> _Excerpted data_
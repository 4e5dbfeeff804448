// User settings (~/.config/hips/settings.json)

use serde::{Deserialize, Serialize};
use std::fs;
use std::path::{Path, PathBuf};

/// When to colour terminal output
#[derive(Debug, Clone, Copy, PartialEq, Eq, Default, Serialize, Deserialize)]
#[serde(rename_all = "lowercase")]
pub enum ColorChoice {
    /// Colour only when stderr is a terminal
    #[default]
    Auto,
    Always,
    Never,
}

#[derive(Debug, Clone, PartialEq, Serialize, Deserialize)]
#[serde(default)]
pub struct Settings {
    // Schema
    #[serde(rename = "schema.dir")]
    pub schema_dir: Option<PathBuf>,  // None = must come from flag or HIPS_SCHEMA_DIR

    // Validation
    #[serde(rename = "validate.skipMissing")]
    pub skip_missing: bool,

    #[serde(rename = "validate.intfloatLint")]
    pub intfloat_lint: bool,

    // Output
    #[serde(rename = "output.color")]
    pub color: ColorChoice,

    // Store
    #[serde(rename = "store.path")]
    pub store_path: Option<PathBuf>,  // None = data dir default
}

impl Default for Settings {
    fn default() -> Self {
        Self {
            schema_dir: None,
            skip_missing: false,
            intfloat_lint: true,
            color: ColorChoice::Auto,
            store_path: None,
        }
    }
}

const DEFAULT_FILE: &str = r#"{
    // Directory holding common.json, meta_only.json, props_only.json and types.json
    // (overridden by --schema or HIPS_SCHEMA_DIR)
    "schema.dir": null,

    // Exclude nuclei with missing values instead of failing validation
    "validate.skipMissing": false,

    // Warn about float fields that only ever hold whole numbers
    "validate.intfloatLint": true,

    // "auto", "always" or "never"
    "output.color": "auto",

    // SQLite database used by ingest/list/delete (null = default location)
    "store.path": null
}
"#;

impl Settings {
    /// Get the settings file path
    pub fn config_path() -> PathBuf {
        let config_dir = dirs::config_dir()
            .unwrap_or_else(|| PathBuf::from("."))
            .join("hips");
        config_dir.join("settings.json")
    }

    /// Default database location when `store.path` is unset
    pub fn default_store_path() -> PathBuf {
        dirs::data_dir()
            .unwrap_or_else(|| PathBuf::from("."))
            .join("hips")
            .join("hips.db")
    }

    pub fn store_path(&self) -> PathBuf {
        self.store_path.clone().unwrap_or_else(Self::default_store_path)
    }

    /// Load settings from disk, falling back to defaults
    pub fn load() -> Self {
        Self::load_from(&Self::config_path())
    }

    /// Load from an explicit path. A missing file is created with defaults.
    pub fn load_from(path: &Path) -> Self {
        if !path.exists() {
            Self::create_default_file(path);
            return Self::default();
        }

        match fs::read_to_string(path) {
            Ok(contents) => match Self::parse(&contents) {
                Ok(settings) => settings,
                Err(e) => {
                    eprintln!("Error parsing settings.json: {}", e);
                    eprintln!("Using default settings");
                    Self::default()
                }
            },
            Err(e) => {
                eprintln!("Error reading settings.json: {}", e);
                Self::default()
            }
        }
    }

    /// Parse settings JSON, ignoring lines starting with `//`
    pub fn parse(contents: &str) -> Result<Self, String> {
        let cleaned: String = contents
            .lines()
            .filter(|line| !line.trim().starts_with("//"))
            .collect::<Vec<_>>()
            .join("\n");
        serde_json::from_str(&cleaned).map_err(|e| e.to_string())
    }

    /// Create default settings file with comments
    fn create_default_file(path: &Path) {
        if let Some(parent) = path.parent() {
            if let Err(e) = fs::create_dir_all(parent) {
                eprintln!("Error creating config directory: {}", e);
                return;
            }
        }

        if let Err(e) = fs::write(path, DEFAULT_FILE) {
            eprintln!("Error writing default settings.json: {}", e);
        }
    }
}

> _Required work_
A faithful copy of all the material is the required answer.

> _Exercise output_
repository 4e5dbfeeff804448
// User settings (~/.config/hips/settings.json)

use serde::{Deserialize, Serialize};
use std::fs;
use std::path::{Path, PathBuf};

/// When to colour terminal output
#[derive(Debug, Clone, Copy, PartialEq, Eq, Default, Serialize, Deserialize)]
#[serde(rename_all = "lowercase")]
pub enum ColorChoice {
    /// Colour only when stderr is a terminal
    #[default]
    Auto,
    Always,
    Never,
}

#[derive(Debug, Clone, PartialEq, Serialize, Deserialize)]
#[serde(default)]
pub struct Settings {
    // Schema
    #[serde(rename = "schema.dir")]
    pub schema_dir: Option<PathBuf>,  // None = must come from flag or HIPS_SCHEMA_DIR

    // Validation
    #[serde(rename = "validate.skipMissing")]
    pub skip_missing: bool,

    #[serde(rename = "validate.intfloatLint")]
    pub intfloat_lint: bool,

    // Output
    #[serde(rename = "output.color")]
    pub color: ColorChoice,

    // Store
    #[serde(rename = "store.path")]
    pub store_path: Option<PathBuf>,  // None = data dir default
}

impl Default for Settings {
    fn default() -> Self {
        Self {
            schema_dir: None,
            skip_missing: false,
            intfloat_lint: true,
            color: ColorChoice::Auto,
            store_path: None,
        }
    }
}

const DEFAULT_FILE: &str = r#"{
    // Directory holding common.json, meta_only.json, props_only.json and types.json
    // (overridden by --schema or HIPS_SCHEMA_DIR)
    "schema.dir": null,

    // Exclude nuclei with missing values instead of failing validation
    "validate.skipMissing": false,

    // Warn about float fields that only ever hold whole numbers
    "validate.intfloatLint": true,

    // "auto", "always" or "never"
    "output.color": "auto",

    // SQLite database used by ingest/list/delete (null = default location)
    "store.path": null
}
"#;

impl Settings {
    /// Get the settings file path
    pub fn config_path() -> PathBuf {
        let config_dir = dirs::config_dir()
            .unwrap_or_else(|| PathBuf::from("."))
            .join("hips");
        config_dir.join("settings.json")
    }

    /// Default database location when `store.path` is unset
    pub fn default_store_path() -> PathBuf {
        dirs::data_dir()
            .unwrap_or_else(|| PathBuf::from("."))
            .join("hips")
            .join("hips.db")
    }

    pub fn store_path(&self) -> PathBuf {
        self.store_path.clone().unwrap_or_else(Self::default_store_path)
    }

    /// Load settings from disk, falling back to defaults
    pub fn load() -> Self {
        Self::load_from(&Self::config_path())
    }

    /// Load from an explicit path. A missing file is created with defaults.
    pub fn load_from(path: &Path) -> Self {
        if !path.exists() {
            Self::create_default_file(path);
            return Self::default();
        }

        match fs::read_to_string(path) {
            Ok(contents) => match Self::parse(&contents) {
                Ok(settings) => settings,
                Err(e) => {
                    eprintln!("Error parsing settings.json: {}", e);
                    eprintln!("Using default settings");
                    Self::default()
                }
            },
            Err(e) => {
                eprintln!("Error reading settings.json: {}", e);
                Self::default()
            }
        }
    }

    /// Parse settings JSON, ignoring lines starting with `//`
    pub fn parse(contents: &str) -> Result<Self, String> {
        let cleaned: String = contents
            .lines()
            .filter(|line| !line.trim().starts_with("//"))
            .collect::<Vec<_>>()
            .join("\n");
        serde_json::from_str(&cleaned).map_err(|e| e.to_string())
    }

    /// Create default settings file with comments
    fn create_default_file(path: &Path) {
        if let Some(parent) = path.parent() {
            if let Err(e) = fs::create_dir_all(parent) {
                eprintln!("Error creating config directory: {}", e);
                return;
            }
        }

        if let Err(e) = fs::write(path, DEFAULT_FILE) {
            eprintln!("Error writing default settings.json: {}", e);
        }
    }
}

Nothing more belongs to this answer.